Now he has been excused by the court from attending all its sessions.
On the face of it, the Bar-On Affair has failed to elicit any manifestations of embarrassment within Shas itself.
To the contrary, the party gave Deri and Yosef a rousing show of support at a recent mass meeting in Tel Aviv.
But one mass meeting, attended by thousands of loyalists, may not accurately reflect the feelings of tens of thousands of less committed Shas voters.
In the leadership echelon itself, moreover, there may be faint cracks beginning to appear in the facade of solidarity.
The Shas Knesset faction, for instance, delicately balked at a proposal, presumably initiated by Deri though articulated by one of his aides, that they all join in a high-profile protest against the ongoing police inquiry into the Bar-On Affair.
Privately, key Shas figures bemoan the close connection between Deri and Yosef.
They admit that in the long term it could prove disastrous for their movement – – especially if Deri is convicted in his bribery trial.
But they admit, too, that this unique bond between the elderly rabbi and the still-young “super-fixer” seems unassailable.
Yosef, they say, is simply not prepared to hear bad things about Deri spoken in his presence.
In public appearances, the rabbi is unstinting in his praise for Deri’s successes in building up Shas’ network of educational and welfare programs at the grass-roots level.
For Yosef, the chief criterion is this outreach work on the grass-roots level.
He takes the credit, for himself and for his movement, for the widespread “back to roots” sentiment sweeping through much of Israel’s Sephardi community.

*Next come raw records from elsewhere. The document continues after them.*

#![cfg_attr(docsrs, feature(doc_cfg))]

//! # Sentimen
//!
//! Sentimen classifies short informal Indonesian comments as negative, neutral, or positive.
//!
//! A raw comment is cleaned by a [`Preprocessor`], encoded into a fixed-length id sequence,
//! and scored by a [`Classifier`]. The [`Predictor`] ties these steps together and returns a
//! [`PredictionResult`] carrying the label, the percentages of every category, and the text
//! after each preprocessing stage.
//!
//! ## Examples
//!
//! ```no_run
//! use std::fs::File;
//! use std::io::{prelude::*, stdin, BufReader};
//!
//! use sentimen::{Model, NormalizationTable, Predictor, Preprocessor, StopwordSet};
//!
//! let mut f = BufReader::new(File::open("sentimen.model").unwrap());
//! let model = Model::read(&mut f).unwrap();
//! let table = NormalizationTable::new([("gk", "tidak"), ("bgt", "banget")]).unwrap();
//! let stopwords = StopwordSet::new(["yang", "di", "dan"]);
//! let preprocessor = Preprocessor::new(table, stopwords).unwrap();
//! let predictor = Predictor::from_model(preprocessor, model).unwrap();
//!
//! for line in stdin().lock().lines() {
//!     let r = predictor.predict(&line.unwrap()).unwrap();
//!     println!("{}\t{:.2}", r.label(), r.confidence());
//! }
//! ```

mod category;
mod classifier;
mod config;
mod encoder;
mod loader;
mod model;
mod predictor;
mod preprocessor;
mod result;
mod tables;
mod vocabulary;

pub mod errors;
pub mod string_filters;

pub use category::Category;
pub use classifier::{Classifier, ClassifierMut, EmbeddingClassifier, Serialized};
pub use config::Config;
pub use encoder::{encode, EncodedSequence};
pub use loader::load_first;
pub use model::Model;
pub use predictor::Predictor;
pub use preprocessor::{PreprocessingTrace, Preprocessor, Stage};
pub use result::{PredictionResult, Probabilities};
pub use tables::{NormalizationTable, StopwordSet};
pub use vocabulary::{Vocabulary, OOV_ID};
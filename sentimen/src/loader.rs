use std::path::Path;

use crate::errors::{LoadFailureError, Result, SentimenError};

/// Reads a resource from the first candidate path that succeeds.
///
/// Candidates are tried in order. When every candidate fails, the returned
/// [`SentimenError::LoadFailure`] keeps each path together with its own cause.
///
/// # Arguments
///
/// * `candidates` - Paths in priority order.
/// * `read` - Function reading the resource from one path.
///
/// # Examples
///
/// ```no_run
/// use std::fs::File;
/// use std::io::BufReader;
///
/// use sentimen::{load_first, Model};
///
/// let model = load_first(["models/sentimen.model", "sentimen.model"], |path| {
///     Model::read(&mut BufReader::new(File::open(path)?))
/// })
/// .unwrap();
/// ```
pub fn load_first<I, P, T, F>(candidates: I, mut read: F) -> Result<T>
where
    I: IntoIterator<Item = P>,
    P: AsRef<Path>,
    F: FnMut(&Path) -> Result<T>,
{
    let mut attempts = vec![];
    for path in candidates {
        let path = path.as_ref();
        match read(path) {
            Ok(resource) => {
                tracing::info!(path = %path.display(), "loaded");
                return Ok(resource);
            }
            Err(e) => {
                tracing::warn!(path = %path.display(), error = %e, "failed to load, trying next");
                attempts.push((path.display().to_string(), e));
            }
        }
    }
    Err(SentimenError::LoadFailure(LoadFailureError { attempts }))
}

#[cfg(test)]
mod tests {
    use super::*;

    #[test]
    fn test_first_success() {
        let r = load_first(["a", "b", "c"], |path| {
            if path == Path::new("a") {
                Err(SentimenError::invalid_model("broken"))
            } else {
                Ok(path.to_path_buf())
            }
        });
        assert_eq!(Path::new("b"), r.unwrap());
    }

    #[test]
    fn test_all_failures_are_kept() {
        let r: Result<()> = load_first(["models/x", "x"], |path| {
            Err(SentimenError::invalid_model(format!(
                "cannot read {}",
                path.display()
            )))
        });
        match r {
            Err(SentimenError::LoadFailure(e)) => {
                let sources: Vec<_> = e.attempts().iter().map(|(s, _)| s.as_str()).collect();
                assert_eq!(vec!["models/x", "x"], sources);
                assert!(e.attempts()[1].1.to_string().contains("cannot read x"));
            }
            _ => panic!("expected LoadFailure"),
        }
    }

    #[test]
    fn test_no_candidates() {
        let r: Result<()> = load_first(Vec::<&str>::new(), |_| Ok(()));
        assert!(matches!(r, Err(SentimenError::LoadFailure(_))));
    }
}
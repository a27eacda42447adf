use std::fs;
use std::path::PathBuf;

use clap::Parser;
use sentimen::{load_first, Model};
use serde::Serialize;
use tracing_subscriber::EnvFilter;

#[derive(Parser, Debug)]
#[command(
    name = "manipulate_model",
    about = "A program to manipulate trained models."
)]
struct Args {
    /// Input path of the model file
    #[arg(long)]
    model_in: PathBuf,

    /// Output path of the model file
    #[arg(long)]
    model_out: Option<PathBuf>,

    /// Output the vocabulary contained in the model.
    #[arg(long)]
    dump_vocab: Option<PathBuf>,

    /// Shrink the vocabulary so that every word id is less than the given size.
    #[arg(long)]
    vocab_size: Option<usize>,
}

#[derive(Serialize)]
struct VocabularyRecord<'a> {
    word: &'a str,
    id: usize,
}

fn main() -> Result<(), Box<dyn std::error::Error>> {
    tracing_subscriber::fmt()
        .with_env_filter(EnvFilter::try_from_default_env().unwrap_or_else(|_| "info".into()))
        .with_writer(std::io::stderr)
        .init();

    let args = Args::parse();

    eprintln!("Loading model file...");
    let mut model = load_first([&args.model_in], |path| {
        let mut f = zstd::Decoder::new(fs::File::open(path)?)?;
        Model::read(&mut f)
    })?;
    eprintln!("Configuration: {:?}", model.config());

    if let Some(size) = args.vocab_size {
        eprintln!("Truncating vocabulary...");
        model.truncate_vocabulary(size)?;
    }

    if let Some(path) = args.dump_vocab {
        eprintln!("Saving vocabulary file...");
        let file = fs::File::create(path)?;
        let mut wtr = csv::Writer::from_writer(file);
        for (i, word) in model.words().iter().enumerate() {
            wtr.serialize(VocabularyRecord { word, id: i + 1 })?;
        }
        wtr.flush()?;
    }

    if let Some(path) = args.model_out {
        eprintln!("Saving model file...");
        let mut f = zstd::Encoder::new(fs::File::create(path)?, 19)?;
        model.write(&mut f)?;
        f.finish()?;
    }

    Ok(())
}
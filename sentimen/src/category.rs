use std::fmt;
use std::str::FromStr;

use serde::{Deserialize, Serialize};

use crate::errors::{Result, SentimenError};

/// Sentiment class.
///
/// The discriminant is the class index that trained classifiers use by default.
#[derive(Clone, Copy, Debug, PartialEq, Eq, Hash, PartialOrd, Ord, Serialize, Deserialize)]
#[repr(u8)]
pub enum Category {
    Negative = 0,
    Neutral = 1,
    Positive = 2,
}

impl Category {
    /// All categories in index order.
    pub const ALL: [Self; 3] = [Self::Negative, Self::Neutral, Self::Positive];

    /// Returns the class index.
    #[inline(always)]
    pub const fn index(self) -> usize {
        self as usize
    }

    /// Returns the category of the given class index.
    pub const fn from_index(index: usize) -> Option<Self> {
        match index {
            0 => Some(Self::Negative),
            1 => Some(Self::Neutral),
            2 => Some(Self::Positive),
            _ => None,
        }
    }

    /// Returns the name of the category.
    pub const fn as_str(self) -> &'static str {
        match self {
            Self::Negative => "Negative",
            Self::Neutral => "Neutral",
            Self::Positive => "Positive",
        }
    }
}

impl fmt::Display for Category {
    fn fmt(&self, f: &mut fmt::Formatter) -> fmt::Result {
        f.write_str(self.as_str())
    }
}

impl FromStr for Category {
    type Err = SentimenError;

    /// Parses English names and the Indonesian labels of the survey interface.
    fn from_str(label: &str) -> Result<Self> {
        match label.trim().to_lowercase().as_str() {
            "negative" | "negatif" => Ok(Self::Negative),
            "neutral" | "netral" => Ok(Self::Neutral),
            "positive" | "positif" => Ok(Self::Positive),
            _ => Err(SentimenError::invalid_argument(
                "label",
                format!("unknown category: {:?}", label),
            )),
        }
    }
}
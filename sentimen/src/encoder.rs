use std::ops::Deref;

use crate::vocabulary::{Vocabulary, OOV_ID};

/// Fixed-length sequence of word ids fed to a classifier.
#[derive(Clone, Debug, PartialEq, Eq)]
pub struct EncodedSequence(Vec<u32>);

impl EncodedSequence {
    pub fn as_slice(&self) -> &[u32] {
        &self.0
    }

    /// Returns `true` if the sequence carries no known word.
    ///
    /// Empty or entirely unknown texts produce such sequences; they are still valid input.
    pub fn is_padding_only(&self) -> bool {
        self.0.iter().all(|&id| id == OOV_ID)
    }

    pub fn into_inner(self) -> Vec<u32> {
        self.0
    }
}

impl Deref for EncodedSequence {
    type Target = [u32];

    fn deref(&self) -> &Self::Target {
        &self.0
    }
}

/// Encodes a preprocessed text into a sequence of exactly `max_length` ids.
///
/// Unknown words become [`OOV_ID`]. Longer sequences are cut at the end and shorter ones
/// are padded with [`OOV_ID`] at the end.
///
/// # Arguments
///
/// * `text` - A preprocessed text.
/// * `vocabulary` - Word ids.
/// * `max_length` - Length of the output.
///
/// # Examples
///
/// ```
/// use sentimen::{encode, Vocabulary};
///
/// let vocab = Vocabulary::from_pairs([("program", 12), ("bagus", 45)]).unwrap();
/// let seq = encode("program bagus sekali", &vocab, 5);
/// assert_eq!(&[12, 45, 0, 0, 0], seq.as_slice());
/// ```
pub fn encode(text: &str, vocabulary: &Vocabulary, max_length: usize) -> EncodedSequence {
    let mut ids: Vec<u32> = text
        .split_whitespace()
        .take(max_length)
        .map(|word| vocabulary.lookup(word))
        .collect();
    ids.resize(max_length, OOV_ID);
    EncodedSequence(ids)
}
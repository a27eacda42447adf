use crate::string_filters::StringFilter;

/// Lowercases the whole string with the locale-independent case mapping.
#[derive(Clone, Copy, Default)]
pub struct CaseFoldingFilter;

impl StringFilter for CaseFoldingFilter {
    fn filter(&self, text: &str) -> String {
        text.to_lowercase()
    }
}

#[cfg(test)]
mod tests {
    use super::*;

    #[test]
    fn test_lowercase() {
        let filter = CaseFoldingFilter;
        assert_eq!(
            "program ini bagus sekali!!!",
            filter.filter("Program ini BAGUS sekali!!!")
        );
    }

    #[test]
    fn test_non_latin() {
        let filter = CaseFoldingFilter;
        assert_eq!("ölçü", filter.filter("ÖLÇÜ"));
        assert_eq!("", filter.filter(""));
    }
}
use std::fs::{self, File, OpenOptions};
use std::io::ErrorKind;
use std::path::{Path, PathBuf};
use std::sync::{Mutex, PoisonError};

use serde::de::DeserializeOwned;
use serde::Serialize;

use crate::backend::{newest_first, StorageBackend};
use crate::errors::{Result, StoreError};
use crate::record::{FeedbackRecord, PredictionRecord};

pub const HISTORY_FILE_NAME: &str = "prediction_history.csv";
pub const FEEDBACK_FILE_NAME: &str = "prediction_feedback.csv";

/// Backend appending records to CSV files in a directory.
///
/// The header line is written when a file is created.
#[derive(Debug)]
pub struct CsvStorage {
    dir: PathBuf,
    lock: Mutex<()>,
}

impl CsvStorage {
    /// Creates a backend storing files in `dir`. The directory is created if missing.
    ///
    /// # Errors
    ///
    /// Returns an error if the directory cannot be created.
    pub fn new<P>(dir: P) -> Result<Self>
    where
        P: Into<PathBuf>,
    {
        let dir = dir.into();
        fs::create_dir_all(&dir)?;
        Ok(Self {
            dir,
            lock: Mutex::new(()),
        })
    }

    pub fn dir(&self) -> &Path {
        &self.dir
    }

    pub fn history_path(&self) -> PathBuf {
        self.dir.join(HISTORY_FILE_NAME)
    }

    pub fn feedback_path(&self) -> PathBuf {
        self.dir.join(FEEDBACK_FILE_NAME)
    }

    fn append<T>(&self, path: &Path, record: &T) -> Result<()>
    where
        T: Serialize,
    {
        let _guard = self.lock.lock().unwrap_or_else(PoisonError::into_inner);
        let file = OpenOptions::new().create(true).append(true).open(path)?;
        let is_new = file.metadata()?.len() == 0;
        let mut wtr = csv::WriterBuilder::new()
            .has_headers(is_new)
            .from_writer(file);
        wtr.serialize(record)?;
        wtr.flush()?;
        Ok(())
    }

    fn read_all<T>(&self, path: &Path) -> Result<Vec<T>>
    where
        T: DeserializeOwned,
    {
        let _guard = self.lock.lock().unwrap_or_else(PoisonError::into_inner);
        let file = match File::open(path) {
            Ok(file) => file,
            Err(e) if e.kind() == ErrorKind::NotFound => return Ok(vec![]),
            Err(e) => return Err(e.into()),
        };
        let mut rdr = csv::Reader::from_reader(file);
        let mut records = vec![];
        for record in rdr.deserialize() {
            records.push(record?);
        }
        Ok(records)
    }
}

impl StorageBackend for CsvStorage {
    fn name(&self) -> &str {
        "csv"
    }

    fn is_available(&self) -> bool {
        self.dir.is_dir()
    }

    fn save_prediction(&self, record: &PredictionRecord) -> Result<()> {
        if !self.is_available() {
            return Err(StoreError::unavailable(self.name()));
        }
        self.append(&self.history_path(), record)
    }

    fn save_feedback(&self, record: &FeedbackRecord) -> Result<()> {
        if !self.is_available() {
            return Err(StoreError::unavailable(self.name()));
        }
        self.append(&self.feedback_path(), record)
    }

    fn history(&self, limit: usize) -> Result<Vec<PredictionRecord>> {
        Ok(newest_first(self.read_all(&self.history_path())?, limit))
    }

    fn feedback(&self) -> Result<Vec<FeedbackRecord>> {
        self.read_all(&self.feedback_path())
    }
}

#[cfg(test)]
mod tests {
    use super::*;

    use sentimen::Category;

    fn prediction(text: &str, label: Category) -> PredictionRecord {
        PredictionRecord {
            timestamp: "2024-01-02 03:04:05".into(),
            original_text: text.into(),
            cleaned_text: text.to_lowercase(),
            predicted_label: label,
            confidence: 70.,
            prob_negative: 70.,
            prob_neutral: 20.,
            prob_positive: 10.,
        }
    }

    #[test]
    fn test_header_written_once() {
        let dir = tempfile::tempdir().unwrap();
        let s = CsvStorage::new(dir.path()).unwrap();
        s.save_prediction(&prediction("Enak, sekali", Category::Positive))
            .unwrap();
        s.save_prediction(&prediction("Jelek", Category::Negative))
            .unwrap();
        let content = fs::read_to_string(s.history_path()).unwrap();
        let lines: Vec<_> = content.lines().collect();
        assert_eq!(3, lines.len());
        assert_eq!(
            "timestamp,original_text,cleaned_text,predicted_label,confidence,\
             prob_negative,prob_neutral,prob_positive",
            lines[0]
        );
        assert!(lines[1].contains("\"Enak, sekali\""));
    }

    #[test]
    fn test_history_newest_first() {
        let dir = tempfile::tempdir().unwrap();
        let s = CsvStorage::new(dir.path()).unwrap();
        for text in ["a", "b", "c"] {
            s.save_prediction(&prediction(text, Category::Neutral))
                .unwrap();
        }
        let history = s.history(2).unwrap();
        let texts: Vec<_> = history.iter().map(|r| r.original_text.as_str()).collect();
        assert_eq!(vec!["c", "b"], texts);
        assert_eq!(prediction("c", Category::Neutral), history[0]);
    }

    #[test]
    fn test_feedback_with_missing_label() {
        let dir = tempfile::tempdir().unwrap();
        let s = CsvStorage::new(dir.path().join("data")).unwrap();
        s.save_feedback(&FeedbackRecord::incorrect("x", Category::Positive, None))
            .unwrap();
        s.save_feedback(
            &FeedbackRecord::incorrect("y", Category::Positive, Some(Category::Negative))
                .comment("sarkas"),
        )
        .unwrap();
        let feedback = s.feedback().unwrap();
        assert_eq!(2, feedback.len());
        assert_eq!(None, feedback[0].correct_label);
        assert_eq!(Some(Category::Negative), feedback[1].correct_label);
        assert_eq!("sarkas", feedback[1].comment);
    }

    #[test]
    fn test_foreign_files_are_left_alone() {
        let dir = tempfile::tempdir().unwrap();
        let foreign = "timestamp,original_text,prob_negatif\n2024-01-02 03:04:05,x,1.0\n";
        for name in ["sentiment_history.csv", "user_feedback.csv"] {
            fs::write(dir.path().join(name), foreign).unwrap();
        }
        let s = CsvStorage::new(dir.path()).unwrap();
        s.save_prediction(&prediction("a", Category::Neutral))
            .unwrap();
        s.save_feedback(&FeedbackRecord::correct("a", Category::Neutral))
            .unwrap();
        assert_eq!(1, s.history(10).unwrap().len());
        assert_eq!(1, s.feedback().unwrap().len());
        for name in ["sentiment_history.csv", "user_feedback.csv"] {
            assert_eq!(foreign, fs::read_to_string(dir.path().join(name)).unwrap());
        }
    }

    #[test]
    fn test_missing_files() {
        let dir = tempfile::tempdir().unwrap();
        let s = CsvStorage::new(dir.path()).unwrap();
        assert!(s.history(10).unwrap().is_empty());
        assert!(s.feedback().unwrap().is_empty());
    }

    #[test]
    fn test_removed_directory() {
        let dir = tempfile::tempdir().unwrap();
        let s = CsvStorage::new(dir.path().join("data")).unwrap();
        fs::remove_dir(s.dir()).unwrap();
        assert!(!s.is_available());
        assert!(s
            .save_prediction(&prediction("a", Category::Neutral))
            .is_err());
    }
}
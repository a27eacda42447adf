use std::fmt;

use crate::errors::Result;
use crate::string_filters::{
    CaseFoldingFilter, MentionHashtagFilter, NonAlphaFilter, ShortWordFilter, SlangFilter,
    StopwordFilter, StringFilter, UrlFilter, WhitespaceFilter,
};
use crate::tables::{NormalizationTable, StopwordSet};

/// Stage of the preprocessing pipeline.
#[derive(Clone, Copy, Debug, PartialEq, Eq, Hash)]
pub enum Stage {
    /// The input text as it is.
    Original,
    CaseFolding,
    RemoveUrls,
    RemoveMentionsHashtags,
    RemoveNonAlpha,
    RemoveExtraWhitespace,
    NormalizeSlang,
    RemoveStopwords,
    RemoveShortWords,
    /// The output of the last filter.
    Final,
}

impl Stage {
    /// All stages in the order they appear in a trace.
    pub const ALL: [Self; 10] = [
        Self::Original,
        Self::CaseFolding,
        Self::RemoveUrls,
        Self::RemoveMentionsHashtags,
        Self::RemoveNonAlpha,
        Self::RemoveExtraWhitespace,
        Self::NormalizeSlang,
        Self::RemoveStopwords,
        Self::RemoveShortWords,
        Self::Final,
    ];

    /// Returns the stable identifier of the stage.
    pub const fn id(self) -> &'static str {
        match self {
            Self::Original => "original",
            Self::CaseFolding => "case_folding",
            Self::RemoveUrls => "remove_urls",
            Self::RemoveMentionsHashtags => "remove_mentions_hashtags",
            Self::RemoveNonAlpha => "remove_non_alpha",
            Self::RemoveExtraWhitespace => "remove_extra_whitespace",
            Self::NormalizeSlang => "normalize_slang",
            Self::RemoveStopwords => "remove_stopwords",
            Self::RemoveShortWords => "remove_short_words",
            Self::Final => "final",
        }
    }
}

impl fmt::Display for Stage {
    fn fmt(&self, f: &mut fmt::Formatter) -> fmt::Result {
        f.write_str(self.id())
    }
}

/// Outputs of every preprocessing stage for one input.
///
/// A trace always contains the stages of [`Stage::ALL`] in that order.
#[derive(Clone, Debug, PartialEq, Eq)]
pub struct PreprocessingTrace {
    stages: Vec<(Stage, String)>,
}

impl PreprocessingTrace {
    /// Returns the output of the specified stage.
    pub fn get(&self, stage: Stage) -> &str {
        // Every stage is recorded exactly once, at the position of Stage::ALL.
        self.stages
            .iter()
            .find(|(s, _)| *s == stage)
            .map_or("", |(_, text)| text.as_str())
    }

    pub fn original(&self) -> &str {
        self.get(Stage::Original)
    }

    pub fn final_text(&self) -> &str {
        self.get(Stage::Final)
    }

    pub fn iter(&self) -> impl Iterator<Item = (Stage, &str)> {
        self.stages.iter().map(|(s, text)| (*s, text.as_str()))
    }

    pub fn len(&self) -> usize {
        self.stages.len()
    }

    pub fn is_empty(&self) -> bool {
        self.stages.is_empty()
    }
}

/// Text normalizer for informal comments.
///
/// The input is case-folded, stripped of URLs, mentions, hashtags, digits and symbols,
/// normalized with the dictionary, and finally stripped of stopwords and short words.
pub struct Preprocessor {
    filters: Vec<(Stage, Box<dyn StringFilter>)>,
}

impl Preprocessor {
    /// Creates a new preprocessor.
    ///
    /// # Arguments
    ///
    /// * `table` - Normalization dictionary.
    /// * `stopwords` - Words removed after normalization.
    ///
    /// # Errors
    ///
    /// Returns an error if a pattern of a filter fails to compile.
    pub fn new(table: NormalizationTable, stopwords: StopwordSet) -> Result<Self> {
        let filters: Vec<(Stage, Box<dyn StringFilter>)> = vec![
            (Stage::CaseFolding, Box::new(CaseFoldingFilter)),
            (Stage::RemoveUrls, Box::new(UrlFilter::new()?)),
            (
                Stage::RemoveMentionsHashtags,
                Box::new(MentionHashtagFilter::new()?),
            ),
            (Stage::RemoveNonAlpha, Box::new(NonAlphaFilter::new()?)),
            (
                Stage::RemoveExtraWhitespace,
                Box::new(WhitespaceFilter::new()?),
            ),
            (Stage::NormalizeSlang, Box::new(SlangFilter::new(table))),
            (Stage::RemoveStopwords, Box::new(StopwordFilter::new(stopwords))),
            (Stage::RemoveShortWords, Box::new(ShortWordFilter::default())),
        ];
        Ok(Self { filters })
    }

    /// Sets the minimum number of characters of a word to be kept. The default is 2.
    pub fn min_word_length(mut self, length: usize) -> Self {
        for (stage, filter) in &mut self.filters {
            if *stage == Stage::RemoveShortWords {
                *filter = Box::new(ShortWordFilter::new(length));
            }
        }
        self
    }

    /// Normalizes the text.
    ///
    /// The result consists only of `a`-`z` and single spaces and may be empty.
    pub fn preprocess(&self, text: &str) -> String {
        let mut text = text.to_string();
        for (_, filter) in &self.filters {
            text = filter.filter(&text);
        }
        text
    }

    /// Normalizes the text and records the output of every stage.
    ///
    /// The [`Stage::Final`] entry equals the result of [`Preprocessor::preprocess()`].
    pub fn trace(&self, text: &str) -> PreprocessingTrace {
        let mut stages = Vec::with_capacity(self.filters.len() + 2);
        stages.push((Stage::Original, text.to_string()));
        let mut text = text.to_string();
        for (stage, filter) in &self.filters {
            text = filter.filter(&text);
            stages.push((*stage, text.clone()));
        }
        stages.push((Stage::Final, text));
        PreprocessingTrace { stages }
    }
}

#[cfg(test)]
mod tests {
    use super::*;

    fn preprocessor() -> Preprocessor {
        let table = NormalizationTable::new([
            ("yg", "yang"),
            ("gk", "tidak"),
            ("gpp", "tidak apa apa"),
            ("mbg", "makan bergizi gratis"),
        ])
        .unwrap();
        let stopwords = StopwordSet::new(["yang", "di", "dan", "itu", "ini", "apa"]);
        Preprocessor::new(table, stopwords).unwrap()
    }

    fn is_clean(text: &str) -> bool {
        text.chars().all(|c| c.is_ascii_lowercase() || c == ' ')
            && !text.starts_with(' ')
            && !text.ends_with(' ')
            && !text.contains("  ")
    }

    #[test]
    fn test_full_pipeline() {
        let p = preprocessor();
        assert_eq!(
            "program bagus sekali",
            p.preprocess("Program ini BAGUS sekali!!! http://x.co @gov #mbg")
        );
    }

    #[test]
    fn test_trace_stages() {
        let p = preprocessor();
        let trace = p.trace("Program ini BAGUS sekali!!! http://x.co @gov #mbg");
        assert_eq!(
            "Program ini BAGUS sekali!!! http://x.co @gov #mbg",
            trace.original()
        );
        assert_eq!(
            "program ini bagus sekali!!! http://x.co @gov #mbg",
            trace.get(Stage::CaseFolding)
        );
        assert_eq!(
            "program ini bagus sekali!!!  @gov #mbg",
            trace.get(Stage::RemoveUrls)
        );
        assert_eq!(
            "program ini bagus sekali!!!   ",
            trace.get(Stage::RemoveMentionsHashtags)
        );
        assert_eq!(
            "program ini bagus sekali      ",
            trace.get(Stage::RemoveNonAlpha)
        );
        assert_eq!(
            "program ini bagus sekali",
            trace.get(Stage::RemoveExtraWhitespace)
        );
        assert_eq!("program ini bagus sekali", trace.get(Stage::NormalizeSlang));
        assert_eq!("program bagus sekali", trace.get(Stage::RemoveStopwords));
        assert_eq!("program bagus sekali", trace.get(Stage::RemoveShortWords));
        assert_eq!("program bagus sekali", trace.final_text());
    }

    #[test]
    fn test_slang_then_stopwords() {
        let p = preprocessor();
        let trace = p.trace("yg gk ada gunax");
        assert_eq!("yang tidak ada gunax", trace.get(Stage::NormalizeSlang));
        assert_eq!("tidak ada gunax", trace.final_text());
    }

    #[test]
    fn test_expanded_words_are_split_again() {
        let p = preprocessor();
        // "gpp" expands to "tidak apa apa" and the expanded "apa" is a stopword.
        assert_eq!("tidak kok", p.preprocess("gpp kok"));
        assert_eq!("makan bergizi gratis enak", p.preprocess("#x MBG enak"));
    }

    #[test]
    fn test_only_stopwords() {
        let p = preprocessor();
        assert_eq!("", p.preprocess("yang di dan itu"));
    }

    #[test]
    fn test_empty_input() {
        let p = preprocessor();
        assert_eq!("", p.preprocess(""));
        let trace = p.trace("");
        assert_eq!(Stage::ALL.len(), trace.len());
        assert!(trace.iter().all(|(_, text)| text.is_empty()));
    }

    #[test]
    fn test_stage_ids_are_fixed() {
        let p = preprocessor();
        for input in ["", "12345 !!!", "Halo @a", "a b c", "yang di"] {
            let ids: Vec<_> = p.trace(input).iter().map(|(s, _)| s.id()).collect();
            assert_eq!(
                vec![
                    "original",
                    "case_folding",
                    "remove_urls",
                    "remove_mentions_hashtags",
                    "remove_non_alpha",
                    "remove_extra_whitespace",
                    "normalize_slang",
                    "remove_stopwords",
                    "remove_short_words",
                    "final",
                ],
                ids
            );
        }
    }

    #[test]
    fn test_trace_matches_preprocess() {
        let p = preprocessor();
        for input in [
            "",
            "   ",
            "1234 5678",
            "GPP kok!!! ~ http://a.b",
            "Mantap 👍👍 program MBG-nya",
            "İstanbul ÇOK güzel",
            "a\tb\nc\r\nd",
            "www.x.id#tag@user",
        ] {
            let cleaned = p.preprocess(input);
            assert_eq!(cleaned, p.trace(input).final_text());
            assert!(is_clean(&cleaned), "{:?} -> {:?}", input, cleaned);
        }
    }

    #[test]
    fn test_min_word_length() {
        let p = preprocessor().min_word_length(4);
        assert_eq!("bagus sekali", p.preprocess("ok bagus sekali"));
    }
}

The number of Shas-inspired “hozrim b’teshuva” — that is, people who profess to have taken on an Orthodox lifestyle — is itself impressive.
But the phenomenon is broader than that: Many Sephardi Israelis who are not themselves meticulously observant nevertheless proudly concede that their lives have been touched by Shas activists in their own local communities.
For Yosef, this augurs a “return” to Orthodox observance further down the line.
Meanwhile, his instructions to the party cadres are to encourage allegiance even among the unobservant, and above all to keep opening kindergartens, schools and community centers.
In the words of Mordechai Bar-On, a former Meretz Knesset member and a keen observer of sociopolitical processes, Shas is “the most interesting and most authentic phenomenon to have evolved in Israel in recent decades.”
In the day-to-day expansion of Shas’ activities on this grass-roots level, Yosef sees Deri’s energetic efficiency as vital, and he is loath even to contemplate carrying on without his acolyte.
Nevertheless, those who know the rabbi know, too, that for all his singlemindedness and his simple turns of phrase, Yosef is no Don Quixote.
Slowly, but inexorably, the realization is growing, even in the heart of the rabbi, that the day may be approaching when Shas will have to crown a new leader — or risk losing the sympathy of ordinary Sephardi Israelis.
That sympathy, after all, is the basis of its success — and the foundation of all its future political plans and religious aspirations.